Source records:

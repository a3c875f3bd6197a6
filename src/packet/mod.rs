//! Effect server v1 message format writer.

use std::io;

use byteorder::WriteBytesExt;

/// Protocol version expected by the server.
pub const PROTOCOL_VERSION: u8 = 1;

/// Command tag starting a nick section.
const TAG_NICK: u8 = 0;
/// Command tag starting a light entry.
const TAG_LIGHT: u8 = 1;
/// Effect type for "set solid RGB color", the only one emitted.
const EFFECT_RGB: u8 = 0;

/// Raw parameters for a single RGB light command.
pub struct LightCommand {
    /// Logical address of the light on the server.
    pub id: u8,
    pub red: u8,
    pub green: u8,
    pub blue: u8,
}

/// Scale a [0..1] intensity to a protocol byte.
///
/// Out-of-range input is clamped, and the scaled value is truncated,
/// not rounded: 0.5 becomes 127.
fn to_ubyte(level: f32) -> u8 {
    (level.clamp(0.0, 1.0) * 255.0) as u8
}

impl LightCommand {
    pub fn new(id: u8, red: u8, green: u8, blue: u8) -> LightCommand {
        LightCommand { id, red, green, blue }
    }

    /// Build a light command from [0..1] channel intensities.
    pub fn from_levels(id: u8, red: f32, green: f32, blue: f32) -> LightCommand {
        LightCommand {
            id,
            red: to_ubyte(red),
            green: to_ubyte(green),
            blue: to_ubyte(blue),
        }
    }
}

/// Serializes light commands into datagram payloads.
///
/// The internal buffer is reused between calls, so one writer per
/// sender is enough for an arbitrary number of frames.
pub struct MessageWriter {
    buf: Vec<u8>,
}

impl MessageWriter {
    pub fn new() -> MessageWriter {
        MessageWriter {
            buf: Vec::with_capacity(256),
        }
    }

    /// Encode a full message: header, nick section, then one entry per light.
    ///
    /// Returns the payload slice, valid until the next `write` call.
    pub fn write(&mut self, nick: &str, lights: &[LightCommand]) -> io::Result<&[u8]> {
        self.buf.clear();
        self.write_header()?;
        self.write_nick(nick)?;
        for light in lights {
            self.write_light(light)?;
        }
        Ok(&self.buf)
    }

    fn write_header(&mut self) -> io::Result<()> {
        self.buf.write_u8(PROTOCOL_VERSION)
    }

    /// Nick sections are null-terminated, so a nick containing a zero
    /// byte would cut the message short. The config check rejects those.
    fn write_nick(&mut self, nick: &str) -> io::Result<()> {
        self.buf.write_u8(TAG_NICK)?;
        use std::io::Write;
        self.buf.write_all(nick.as_bytes())?;
        self.buf.write_u8(0)
    }

    fn write_light(&mut self, light: &LightCommand) -> io::Result<()> {
        self.buf.write_u8(TAG_LIGHT)?;
        self.buf.write_u8(light.id)?;
        self.buf.write_u8(EFFECT_RGB)?;
        self.buf.write_u8(light.red)?;
        self.buf.write_u8(light.green)?;
        self.buf.write_u8(light.blue)
    }
}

What to work on:
Would you copy the data exactly as shown above?

Response to this task:
repository a3c875f3bd6197a6
filename src/packet/mod.rs
//! Effect server v1 message format writer.

use std::io;

use byteorder::WriteBytesExt;

/// Protocol version expected by the server.
pub const PROTOCOL_VERSION: u8 = 1;

/// Command tag starting a nick section.
const TAG_NICK: u8 = 0;
/// Command tag starting a light entry.
const TAG_LIGHT: u8 = 1;
/// Effect type for "set solid RGB color", the only one emitted.
const EFFECT_RGB: u8 = 0;

/// Raw parameters for a single RGB light command.
pub struct LightCommand {
    /// Logical address of the light on the server.
    pub id: u8,
    pub red: u8,
    pub green: u8,
    pub blue: u8,
}

/// Scale a [0..1] intensity to a protocol byte.
///
/// Out-of-range input is clamped, and the scaled value is truncated,
/// not rounded: 0.5 becomes 127.
fn to_ubyte(level: f32) -> u8 {
    (level.clamp(0.0, 1.0) * 255.0) as u8
}

impl LightCommand {
    pub fn new(id: u8, red: u8, green: u8, blue: u8) -> LightCommand {
        LightCommand { id, red, green, blue }
    }

    /// Build a light command from [0..1] channel intensities.
    pub fn from_levels(id: u8, red: f32, green: f32, blue: f32) -> LightCommand {
        LightCommand {
            id,
            red: to_ubyte(red),
            green: to_ubyte(green),
            blue: to_ubyte(blue),
        }
    }
}

/// Serializes light commands into datagram payloads.
///
/// The internal buffer is reused between calls, so one writer per
/// sender is enough for an arbitrary number of frames.
pub struct MessageWriter {
    buf: Vec<u8>,
}

impl MessageWriter {
    pub fn new() -> MessageWriter {
        MessageWriter {
            buf: Vec::with_capacity(256),
        }
    }

    /// Encode a full message: header, nick section, then one entry per light.
    ///
    /// Returns the payload slice, valid until the next `write` call.
    pub fn write(&mut self, nick: &str, lights: &[LightCommand]) -> io::Result<&[u8]> {
        self.buf.clear();
        self.write_header()?;
        self.write_nick(nick)?;
        for light in lights {
            self.write_light(light)?;
        }
        Ok(&self.buf)
    }

    fn write_header(&mut self) -> io::Result<()> {
        self.buf.write_u8(PROTOCOL_VERSION)
    }

    /// Nick sections are null-terminated, so a nick containing a zero
    /// byte would cut the message short. The config check rejects those.
    fn write_nick(&mut self, nick: &str) -> io::Result<()> {
        self.buf.write_u8(TAG_NICK)?;
        use std::io::Write;
        self.buf.write_all(nick.as_bytes())?;
        self.buf.write_u8(0)
    }

    fn write_light(&mut self, light: &LightCommand) -> io::Result<()> {
        self.buf.write_u8(TAG_LIGHT)?;
        self.buf.write_u8(light.id)?;
        self.buf.write_u8(EFFECT_RGB)?;
        self.buf.write_u8(light.red)?;
        self.buf.write_u8(light.green)?;
        self.buf.write_u8(light.blue)
    }
}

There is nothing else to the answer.